Photo: Tourism Malaysia
Another popular tourist destination is Pulau Redang which is located within an archipelago that comprises Pulau Lima, Pulau Lang Tengah, Pulau Pinang (not Penang) as well as the Perhentian islands. Again, the water here is incredibly clear when the season is right leading to excellent visibility. The reefs teem with marine life and it also has the largest boulder coral in peninsular Malaysia. Famed dive spots in the area include Big Mount for advanced divers due the depth and currents, and Tanjung Tokong to catch a glimpse of green and hawksbill turtles and eagle rays. There are also good house reefs where beginners can have their first dives, including night dives, and is ideal for snorkelling.

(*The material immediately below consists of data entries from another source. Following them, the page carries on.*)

// Copyright 2026 the Trellis Authors
// SPDX-License-Identifier: Apache-2.0 OR MIT

//! Invalidation channel constants.
//!
//! A layout's cached geometry can go stale for several independent reasons.
//! Each reason is a separate channel in the layout's
//! [`understory_dirty`] tracker, so that
//! [`prepare_layout`](crate::layout::LayoutEngine::prepare_layout) can see
//! *why* it is running and restrict recomputation when it is able to.
//!
//! # Keys
//!
//! Whole-layout channels ([`EXPLICIT`], [`BOUNDS`], [`DATA`], [`DRAG`]) are
//! marked on the single key [`LAYOUT_KEY`]. [`SECTIONS`] is keyed by section
//! index.
//!
//! # Consumption
//!
//! Callers never query dirty state directly. Each
//! [`prepare_if_needed`](crate::layout::LayoutLifecycle::prepare_if_needed)
//! drains every channel and surfaces the result as an
//! [`Invalidation`](crate::layout::Invalidation) summary.

use understory_dirty::Channel;

/// Key used for channels that apply to the whole layout.
pub const LAYOUT_KEY: u32 = u32::MAX;

/// Explicit `invalidate_layout` call (also marked at construction).
pub const EXPLICIT: Channel = Channel::new(0);

/// The hosting view's bounds changed and the layout accepted the change.
pub const BOUNDS: Channel = Channel::new(1);

/// The data source was reloaded; section and item counts may differ.
pub const DATA: Channel = Channel::new(2);

/// Specific sections changed; keyed by section index.
pub const SECTIONS: Channel = Channel::new(3);

/// The resolved drop target changed during a displacement drag.
pub const DRAG: Channel = Channel::new(4);
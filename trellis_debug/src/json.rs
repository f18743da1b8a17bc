// Copyright 2026 the Trellis Authors
// SPDX-License-Identifier: Apache-2.0 OR MIT

//! JSON exporter.
//!
//! [`export`] reads recorded bytes from a
//! [`RecorderSink`](super::recorder::RecorderSink) and writes them as a JSON
//! array, one object per event, for inspection with `jq` or a notebook.

use std::io::{self, Write};

use kurbo::{Rect, Size};
use serde_json::{Value, json};
use trellis_core::drop::{DropIndexPath, DropRelation};
use trellis_core::index::IndexPath;

use crate::recorder::{RecordedEvent, decode};

/// Exports recorded events as a JSON array.
///
/// Every object has a `"seq"` (position in the recording) and an `"event"`
/// name; the remaining keys are the event's fields.
pub fn export(bytes: &[u8], writer: &mut dyn Write) -> io::Result<()> {
    let events: Vec<Value> = decode(bytes)
        .enumerate()
        .map(|(seq, recorded)| event_json(seq, &recorded))
        .collect();
    serde_json::to_writer_pretty(writer, &events)?;
    Ok(())
}

fn event_json(seq: usize, recorded: &RecordedEvent) -> Value {
    match recorded {
        RecordedEvent::Prepare(e) => json!({
            "seq": seq,
            "event": "Prepare",
            "generation": e.generation,
            "explicit": e.explicit,
            "bounds": e.bounds,
            "data": e.data,
            "drag": e.drag,
            "invalidated_sections": e.invalidated_sections,
            "section_count": e.section_count,
        }),
        RecordedEvent::VisibleQuery(e) => json!({
            "seq": seq,
            "event": "VisibleQuery",
            "rect": rect_json(e.rect),
            "strategy": format!("{:?}", e.strategy),
            "count": e.count,
        }),
        RecordedEvent::DropTarget(e) => json!({
            "seq": seq,
            "event": "DropTarget",
            "point": [e.point.x, e.point.y],
            "drop_type": format!("{:?}", e.drop_type),
            "target": e.target.map(drop_json),
            "changed": e.changed,
        }),
        RecordedEvent::Navigation(e) => json!({
            "seq": seq,
            "event": "Navigation",
            "direction": format!("{:?}", e.direction),
            "from": e.from.map(path_json),
            "to": e.to.map(path_json),
        }),
        RecordedEvent::PassSummary(s) => json!({
            "seq": seq,
            "event": "PassSummary",
            "generation": s.generation,
            "viewport": rect_json(s.viewport),
            "prepared": s.prepared,
            "visible": s.visible,
            "entered": s.entered,
            "exited": s.exited,
            "reapply": s.reapply,
            "content_size": size_json(s.content_size),
        }),
    }
}

fn rect_json(r: Rect) -> Value {
    json!({ "x0": r.x0, "y0": r.y0, "x1": r.x1, "y1": r.y1 })
}

fn size_json(s: Size) -> Value {
    json!({ "width": s.width, "height": s.height })
}

fn path_json(ip: IndexPath) -> Value {
    json!([ip.section, ip.item])
}

fn drop_json(target: DropIndexPath) -> Value {
    let relation = match target.relation() {
        DropRelation::On => "on",
        DropRelation::Before => "before",
        DropRelation::After => "after",
    };
    json!({ "relation": relation, "index_path": path_json(target.index_path()) })
}
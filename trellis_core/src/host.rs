// Copyright 2026 the Trellis Authors
// SPDX-License-Identifier: Apache-2.0 OR MIT

//! The hosting-view surface visible to layouts.
//!
//! A layout may read three things from its hosting view: the current bounds
//! and the data source's section and item counts ([`HostView`]). Everything
//! else about the hosting view (rendering, recycling, event routing) is
//! invisible to the layout.
//!
//! The layout holds its host through a [`HostHandle`], a weak reference that
//! never keeps the host alive. The host owns the layout, so a strong
//! back-reference would form a cycle.
//!
//! [`HostSelection`] holds host-owned selection helpers. They reason about
//! *selectability* in data order and are distinct from the layout's
//! geometric [`index_path_for_next_item`](crate::layout::LayoutEngine::index_path_for_next_item).

use alloc::rc::{Rc, Weak};

use kurbo::Rect;

use crate::index::IndexPath;

/// Read-only queries a layout may issue against its hosting view.
pub trait HostView {
    /// Current bounds of the hosting view, in view-local coordinates.
    fn bounds(&self) -> Rect;

    /// Number of sections in the data source.
    fn number_of_sections(&self) -> u32;

    /// Number of items in `section`.
    ///
    /// `section` must be less than [`number_of_sections`](Self::number_of_sections).
    fn number_of_items_in_section(&self, section: u32) -> u32;
}

/// Host-owned item validation and data-order selection walks.
///
/// All methods have default implementations driven by the [`HostView`]
/// counts; hosts override [`is_selectable`](Self::is_selectable) to skip
/// items that cannot be selected.
pub trait HostSelection: HostView {
    /// Whether `index_path` addresses an existing item.
    fn validate_index_path(&self, index_path: IndexPath) -> bool {
        index_path.section < self.number_of_sections()
            && index_path.item < self.number_of_items_in_section(index_path.section)
    }

    /// Whether the item at `index_path` may be selected.
    fn is_selectable(&self, index_path: IndexPath) -> bool {
        _ = index_path;
        true
    }

    /// The next selectable item after `index_path` in data order, or `None`
    /// past the last item.
    fn index_path_for_next_selectable_item_after(
        &self,
        index_path: IndexPath,
    ) -> Option<IndexPath> {
        let sections = self.number_of_sections();
        let mut section = index_path.section;
        let mut item = index_path.item.checked_add(1)?;
        while section < sections {
            let count = self.number_of_items_in_section(section);
            while item < count {
                let candidate = IndexPath::new(section, item);
                if self.is_selectable(candidate) {
                    return Some(candidate);
                }
                item += 1;
            }
            section += 1;
            item = 0;
        }
        None
    }

    /// The previous selectable item before `index_path` in data order, or
    /// `None` before the first item.
    fn index_path_for_next_selectable_item_before(
        &self,
        index_path: IndexPath,
    ) -> Option<IndexPath> {
        let sections = self.number_of_sections();
        let (mut section, mut end) = if index_path.section < sections {
            let count = self.number_of_items_in_section(index_path.section);
            (index_path.section, index_path.item.min(count))
        } else {
            // Past the end: the walk starts from the very last item.
            (sections, 0)
        };
        loop {
            while end > 0 {
                end -= 1;
                let candidate = IndexPath::new(section, end);
                if self.is_selectable(candidate) {
                    return Some(candidate);
                }
            }
            if section == 0 {
                return None;
            }
            section -= 1;
            end = self.number_of_items_in_section(section);
        }
    }
}

/// A non-owning handle from a layout to its hosting view.
///
/// The handle starts unbound. Hosts bind themselves when they adopt a layout;
/// once the host is dropped [`get`](Self::get) returns `None`.
#[derive(Clone, Debug, Default)]
pub struct HostHandle {
    host: Option<Weak<dyn HostView>>,
}

impl HostHandle {
    /// Creates an unbound handle.
    #[must_use]
    pub const fn new() -> Self {
        Self { host: None }
    }

    /// Binds the handle to `host` without taking ownership.
    pub fn bind<H: HostView + 'static>(&mut self, host: &Rc<H>) {
        let weak = Rc::downgrade(host);
        self.host = Some(weak);
    }

    /// Clears the binding.
    pub fn unbind(&mut self) {
        self.host = None;
    }

    /// Returns the host if it is bound and still alive.
    #[must_use]
    pub fn get(&self) -> Option<Rc<dyn HostView>> {
        self.host.as_ref().and_then(Weak::upgrade)
    }

    /// Whether the handle is bound to a host that is still alive.
    #[must_use]
    pub fn is_bound(&self) -> bool {
        self.host.as_ref().is_some_and(|h| h.strong_count() > 0)
    }
}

Located within the Seribuat archipelago off the east coast of Johor, Pulau Tioman is actually part of the state of Pahang. It’s the largest of nine islands that make up the Tioman Marine Park and offers a great variety of dive sites to suit every level. Renggis Island and Pirate Reef are suitable for the less experienced diver and for night dives with its calm, shallow waters; there are even fishing boat wrecks to explore. Venture further out to Chebeh where advanced divers may be lucky enough to spot whale sharks and Manta rays usually during May and October. Tiger Reef is in deeper water with stronger currents, but this is where moray eels, blacktip sharks and barracuda can be found. Approximately six hours away by boat lie the WWII wrecks of the British battleships HMS Repulse and HMS Prince of Wales, which were sunk by the Japanese in 1941. They are well preserved enough to see turrets, guns and even the torpedo damage that sunk them.
Photo: Tourism Malaysia
This isn’t first island that comes to mind when thinking of visiting the east coast. It’s a tiny stunning island weighing in at 3km by 2km and located within the Terengganu National Park. It’s where you go purely for the diving or if you want a couple of days of absolute peace. There are over 20 dive sites and visitors have said that the underwater life is fantastic. Most dives are easily managed by beginners, but advanced divers also have their pick of more challenging options as the maximum depth is around 35m. The Turtle Point house reef is perfect for beginners with its calm conditions, while Amazing Grace located on the neighbouring island of Pulau Nyireh is where to go to spot turtles, stingrays and Shovelnose sharks. What’s really interesting is that the island is on the elusive whale shark’s migratory route usually at the start and end of the season – March, April, September, October.
Photo: Tourism Malaysia
A privately-owned island in the state of Johor, Pulau Rawa is located within the Sultan Iskandar Marine Park. There are only two resorts – Alang’s Rawa and the Rawa Island Resort – on the island which means you never have to face crowds, especially when snorkelling and diving. Marine life here thrive due to the limited number of visitors, which is a huge advantage. Most diving is done via shore entry with varying depths of up to 12m. There’s a house reef on the west of the island, which beginners will enjoy exploring. Dragon Rock is another popular spot where nudibranchs and Harlequin Sweetlips (tropical reef fish) are found in abundance. Snorkel around the jetty where schools of saltwater perch and batfish gather.